Taurine improves follicular survival and function of mice ovarian grafts through increasing CD31 and GDF9 expression and reducing oxidative stress and apoptosis

Ischemia-reperfusion (IR) injury is a major limitation of ovarian transplantation which threatens the follicular and graft survival. Taurine as a potent anti-oxidant, anti-apoptotic and anti-inflammatory agent, can prevent graft damages due to IR. We aimed to investigate the effect of taurine on the follicular survival and function of autotransplanted mouse ovaries. Female mice (4-5 weeks old) were divided into: control, autograft and autograft + taurine (200 mg/kg/day). The level of CD31 expression was evaluated two days (48 h) post transplantation.
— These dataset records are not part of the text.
// SPDX-FileCopyrightText: 2026 Bruno Meilick
// SPDX-License-Identifier: LicenseRef-Matchtally-FreeUse-NoCopy-NoDerivatives
//
// All rights reserved.
//
// This file is part of Matchtally and is proprietary software.
// Unauthorized copying, modification, or distribution is prohibited.

//! Wire formats: stored/exported JSON and CSV.
//!
//! Everything read from outside goes through a lenient raw shape first and is normalized into
//! the model here, so legacy files (flat `type`, missing `sessionId`, odd ids) load cleanly.

pub mod csv;
pub mod json;

use std::fmt;

use chrono::{DateTime, SecondsFormat, Utc};

use crate::model::truncate_to_millis;

pub use csv::{export_csv, parse_csv};
pub use json::{
    decode_log, decode_records, encode_records, EnvelopeExtras, ExportEnvelope, FieldProblem,
    ImportDocument, LastMatchType, PendingRecord, RawMatchRecord, RecordProblem, StoredMatch,
    StoredSession, Strictness,
};

#[derive(Debug)]
pub enum FormatError {
    Json(serde_json::Error),
    UnsupportedVersion(String),
    InvalidShape(&'static str),
    MissingColumns(Vec<&'static str>),
    Empty,
}

impl fmt::Display for FormatError {
    fn fmt(&self, f: &mut fmt::Formatter<'_>) -> fmt::Result {
        match self {
            Self::Json(err) => write!(f, "invalid JSON: {err}"),
            Self::UnsupportedVersion(version) => {
                write!(f, "unsupported export version {version} (expected 1)")
            }
            Self::InvalidShape(expected) => write!(f, "invalid document: expected {expected}"),
            Self::MissingColumns(columns) => {
                write!(f, "CSV must have {} columns", columns.join(" and "))
            }
            Self::Empty => f.write_str("CSV file is empty or has no data rows"),
        }
    }
}

impl std::error::Error for FormatError {
    fn source(&self) -> Option<&(dyn std::error::Error + 'static)> {
        match self {
            Self::Json(err) => Some(err),
            _ => None,
        }
    }
}

impl From<serde_json::Error> for FormatError {
    fn from(err: serde_json::Error) -> Self {
        Self::Json(err)
    }
}

/// RFC 3339 in UTC with millisecond precision, e.g. `2026-05-01T19:30:00.000Z`.
pub fn format_timestamp(instant: DateTime<Utc>) -> String {
    instant.to_rfc3339_opts(SecondsFormat::Millis, true)
}

pub fn parse_timestamp(raw: &str) -> Option<DateTime<Utc>> {
    DateTime::parse_from_rfc3339(raw.trim())
        .ok()
        .map(|parsed| truncate_to_millis(parsed.with_timezone(&Utc)))
}
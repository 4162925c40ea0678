// SPDX-FileCopyrightText: 2026 Bruno Meilick
// SPDX-License-Identifier: LicenseRef-Matchtally-FreeUse-NoCopy-NoDerivatives
//
// All rights reserved.
//
// This file is part of Matchtally and is proprietary software.
// Unauthorized copying, modification, or distribution is prohibited.

use crate::model::{LogScope, MatchLog, MatchRecord, Session};

/// One page of the match history, newest first.
#[derive(Debug, Clone, PartialEq, Eq)]
pub struct HistoryPage<'a> {
    pub records: Vec<&'a MatchRecord>,
    /// Zero-based, clamped into range.
    pub page: usize,
    /// At least one, even for an empty history.
    pub page_count: usize,
    pub total: usize,
}

impl HistoryPage<'_> {
    pub fn has_previous(&self) -> bool {
        self.page > 0
    }

    pub fn has_next(&self) -> bool {
        self.page + 1 < self.page_count
    }
}

pub fn history_page<'a>(
    log: &'a MatchLog,
    scope: LogScope,
    session: &Session,
    per_page: usize,
    page: usize,
) -> HistoryPage<'a> {
    let records = log.scoped(scope, session.id());
    let per_page = per_page.max(1);
    let total = records.len();
    let page_count = total.div_ceil(per_page).max(1);
    let page = page.min(page_count - 1);
    let records = records
        .into_iter()
        .skip(page * per_page)
        .take(per_page)
        .collect();
    HistoryPage {
        records,
        page,
        page_count,
        total,
    }
}

#[cfg(test)]
mod tests {
    use chrono::{TimeZone, Utc};
    use rstest::rstest;

    use super::history_page;
    use crate::model::{LogScope, MatchLog, MatchRecord, MatchTypeId, Outcome, RecordId, Session};

    fn log_of(count: u64) -> MatchLog {
        MatchLog::from_records(
            (1..=count)
                .map(|i| MatchRecord {
                    id: RecordId::new(i),
                    parent: MatchTypeId::new("arcade").expect("id"),
                    child: None,
                    result: Outcome::Win,
                    characters: Vec::new(),
                    timestamp: Utc.timestamp_millis_opt(i as i64 * 1_000).single().expect("ts"),
                    session: None,
                })
                .collect(),
        )
    }

    #[rstest]
    #[case::first(0, 0, &[12, 11, 10, 9, 8])]
    #[case::last(2, 2, &[2, 1])]
    #[case::clamped(9, 2, &[2, 1])]
    fn pages_are_newest_first(#[case] requested: usize, #[case] page: usize, #[case] ids: &[u64]) {
        let log = log_of(12);
        let session = Session::starting_at(Utc.timestamp_millis_opt(0).single().expect("ts"));
        let view = history_page(&log, LogScope::AllTime, &session, 5, requested);
        assert_eq!(view.page, page);
        assert_eq!(view.page_count, 3);
        assert_eq!(view.total, 12);
        let got: Vec<u64> = view.records.iter().map(|r| r.id.get()).collect();
        assert_eq!(got, ids);
    }

    #[test]
    fn empty_history_has_one_page() {
        let log = MatchLog::default();
        let session = Session::starting_at(Utc.timestamp_millis_opt(0).single().expect("ts"));
        let view = history_page(&log, LogScope::Session, &session, 10, 4);
        assert_eq!(view.page, 0);
        assert_eq!(view.page_count, 1);
        assert!(!view.has_previous());
        assert!(!view.has_next());
    }
}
In addition, on day 7 post transplantation the serum levels of malondialdehyde (MDA) and the total antioxidant capacity (TAC) were assessed. Also, 28 days post transplantation; ovaries were studied stereologically and the percentage of apoptotic follicles, level of GDF9 expression and the serum concentrations of progesterone and estradiol were measured. Data were analyzed using one-way ANOVA and Tukey's test and the means were considered significantly different at P < 0.05. The total volume of the ovary (P < 0.01), volume of the cortex (P < 0.01) and medulla (P < 0.04), total number of different types of follicles, expression of GDF9 and CD31 and also the levels of progesterone, estradiol and TAC increased significantly in the autograft + taurine group compared to the autograft group (P < 0.001). The MDA level and apoptosis rate decreased significantly in the autograft + taurine group compared to the autograft group (P < 0.001). Taurine could significantly improve follicular survival and the function of grafted ovaries by accelerating the angiogenesis and reducing oxidative stress and apoptosis.